The above is a very loose and indirect response to what is found below — basically, modern democracy as an expression of the ancient demos, We the People, is not so easily dismissed:

Will Democracy’s Myths Doom Liberty?
by James Bovard

Americans are encouraged to believe that their vote on Election Day somehow miraculously guarantees that the subsequent ten thousand actions by the president, Congress, and federal agencies embody “the will of the people.” In reality, the more edicts a president issues, the less likely that his decrees will have any connection to popular preferences. It is even more doubtful that all the provisions of hefty legislative packages reflect majority support, considering the wheeling, dealing, and conniving prior to final passage. Or maybe the Holy Ghost of Democracy hovers over Capitol Hill to assure that average Americans truly want every provision on every page of bills that most representatives and senators do not even bother reading?

A bastard cousin of the “will of the people” flimflam is the notion that citizens and government are one and the same. President Franklin Roosevelt, after five years of expanding federal power as rapidly as possible, declared in 1938, “Let us never forget that government is ourselves and not an alien power over us.” President Johnson declared in 1964: “Government is not an enemy of the people. Government is the people themselves,” though it wasn’t “the people” whose lies sent tens of thousands of American conscripts to pointless deaths in Vietnam. President Bill Clinton declared in 1996, “The Government is just the people, acting together—just the people acting together.” But it wasn’t “the people acting together” that bombed Serbia, invaded Haiti, blockaded Iraq, or sent the tanks in at Waco.

President Barack Obama hit the theme at a 2015 Democratic fundraiser: “Our system only works when we realize that government is not some alien thing; government is not some conspiracy or plot; it’s not something to oppress you. Government is us in a democracy.” But it was not private citizens who, during Obama’s reign, issued more than half a million pages of proposed and final new regulations and notices in the Federal Register; made more than 10 million administrative rulings; tacitly took control of more than 500 million acres by designating them “national monuments”; and bombed seven foreign nations.
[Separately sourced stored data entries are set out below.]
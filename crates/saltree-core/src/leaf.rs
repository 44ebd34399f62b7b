//! Leaf derivation: `leaf = H(record || salt)`

use std::fmt;

use rand::{CryptoRng, RngCore};
use serde::{Deserialize, Serialize};

use crate::error::Error;
use crate::hash::{Digest, HashFunction};
use crate::Result;

/// Salt length in bytes
pub const SALT_LEN: usize = 16;

/// Value hashed in place of a record once its slot is tombstoned
pub const TOMBSTONE_SENTINEL: &[u8] = b"deleted";

/// Largest record a slot accepts; snapshots store record lengths as `u32`
pub const MAX_RECORD_LEN: usize = u32::MAX as usize;

pub fn check_record_len(len: usize) -> Result<()> {
    if len > MAX_RECORD_LEN {
        return Err(Error::RecordTooLarge {
            len,
            max: MAX_RECORD_LEN,
        });
    }
    Ok(())
}

/// Per-record random salt
#[derive(Clone, Copy, PartialEq, Eq, Hash, Default, Serialize, Deserialize)]
pub struct Salt(#[serde(with = "crate::encoding::hex_array")] [u8; SALT_LEN]);

impl Salt {
    pub const fn new(bytes: [u8; SALT_LEN]) -> Self {
        Self(bytes)
    }

    pub fn as_bytes(&self) -> &[u8; SALT_LEN] {
        &self.0
    }
}

impl From<[u8; SALT_LEN]> for Salt {
    fn from(bytes: [u8; SALT_LEN]) -> Self {
        Self(bytes)
    }
}

impl fmt::Debug for Salt {
    fn fmt(&self, f: &mut fmt::Formatter<'_>) -> fmt::Result {
        write!(f, "Salt({})", hex::encode(self.0))
    }
}

/// Source of fresh salts
///
/// Any cryptographically secure RNG qualifies. Trees default to `OsRng`;
/// tests inject a seeded `StdRng` for reproducible salts.
pub trait SaltSource: Send + Sync {
    fn next_salt(&mut self) -> Salt;
}

impl<R> SaltSource for R
where
    R: RngCore + CryptoRng + Send + Sync,
{
    fn next_salt(&mut self) -> Salt {
        let mut salt = [0u8; SALT_LEN];
        self.fill_bytes(&mut salt);
        Salt(salt)
    }
}

/// Leaf digest of a record under its salt
pub fn leaf_digest<H: HashFunction + ?Sized>(hasher: &H, record: &[u8], salt: &Salt) -> Digest {
    hasher.hash_parts(&[record, &salt.0[..]])
}

/// Leaf digest of a tombstoned slot, reusing the slot's salt
pub fn tombstone_digest<H: HashFunction + ?Sized>(hasher: &H, salt: &Salt) -> Digest {
    leaf_digest(hasher, TOMBSTONE_SENTINEL, salt)
}

/// One occupied index: the record (until tombstoned) and its salt
#[derive(Clone, PartialEq, Eq)]
pub struct LeafSlot {
    record: Option<Vec<u8>>,
    salt: Salt,
}

impl LeafSlot {
    pub fn live(record: Vec<u8>, salt: Salt) -> Self {
        Self {
            record: Some(record),
            salt,
        }
    }

    pub fn tombstoned(salt: Salt) -> Self {
        Self { record: None, salt }
    }

    /// The record, or `None` once tombstoned
    pub fn record(&self) -> Option<&[u8]> {
        self.record.as_deref()
    }

    pub fn salt(&self) -> &Salt {
        &self.salt
    }

    pub fn is_tombstoned(&self) -> bool {
        self.record.is_none()
    }

    pub(crate) fn tombstone(&mut self) {
        self.record = None;
    }

    /// Current leaf digest (sentinel-based once tombstoned)
    pub fn digest<H: HashFunction + ?Sized>(&self, hasher: &H) -> Digest {
        match &self.record {
            Some(record) => leaf_digest(hasher, record, &self.salt),
            None => tombstone_digest(hasher, &self.salt),
        }
    }
}

// Records are secrets; keep them out of logs.
impl fmt::Debug for LeafSlot {
    fn fmt(&self, f: &mut fmt::Formatter<'_>) -> fmt::Result {
        f.debug_struct("LeafSlot")
            .field("record_len", &self.record.as_ref().map(Vec::len))
            .field("salt", &self.salt)
            .finish()
    }
}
The “government is the people” doctrine makes sense only if we assume citizens are masochists who secretly wish to have their lives blighted.

Presidents perennially echo the Declaration of Independence’s appeal to “the consent of the governed.” But political consent is gauged very differently than consent in other areas of life. The primary proof that Americans are not oppressed is that citizens cast more votes for one of the candidates who finagled his name onto the ballot. A politician can say or do almost anything to snare votes; after Election Day, citizens can do almost nothing to restrain winning politicians.
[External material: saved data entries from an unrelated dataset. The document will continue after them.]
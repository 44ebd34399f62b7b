//! Error types for saltree-core

use thiserror::Error;

use crate::snapshot::SnapshotError;

#[derive(Error, Debug)]
pub enum Error {
    #[error("IO error: {0}")]
    Io(#[from] std::io::Error),

    #[error("JSON error: {0}")]
    Json(#[from] serde_json::Error),

    #[error("Cannot build a tree from zero records")]
    EmptyInput,

    #[error("Index out of range: {index} >= {size}")]
    IndexOutOfRange { index: u64, size: u64 },

    #[error("Record unavailable: index {index} is tombstoned")]
    RecordUnavailable { index: u64 },

    #[error("Record too large: {len} bytes exceeds {max}")]
    RecordTooLarge { len: usize, max: usize },

    #[error("Invalid record: {0}")]
    InvalidRecord(String),

    #[error("Unknown hash algorithm: {0}")]
    UnknownHashAlgorithm(String),

    #[error("Snapshot error: {0}")]
    Snapshot(#[from] SnapshotError),
}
A 2017 survey by Rasmussen Reports found that only 23 percent of Americans believe that the federal government has “the consent of the governed.” Political consent is defined these days as rape was defined a generation or two ago: people consent to anything which they do not forcibly resist. Voters cannot complain about getting screwed after being enticed into a voting booth. Anyone who does not attempt to burn down city hall presumably consented to everything the mayor did. Anyone who does not jump the White House fence and try to storm into the Oval Office consents to all executive orders. Anyone who doesn’t firebomb the nearest federal office building consents to the latest edicts in the Federal Register. And if people do attack government facilities, then they are terrorists who can be justifiably killed or imprisoned forever.

In the short term, the most dangerous democratic delusion is that conducting an election makes government trustworthy again. Only 20 percent of Americans trust the government to “do the right thing” most of the time, according to a survey last month by the Pew Research Center. Americans are being encouraged to believe that merely changing the name of the occupant of the White House should restore faith in government.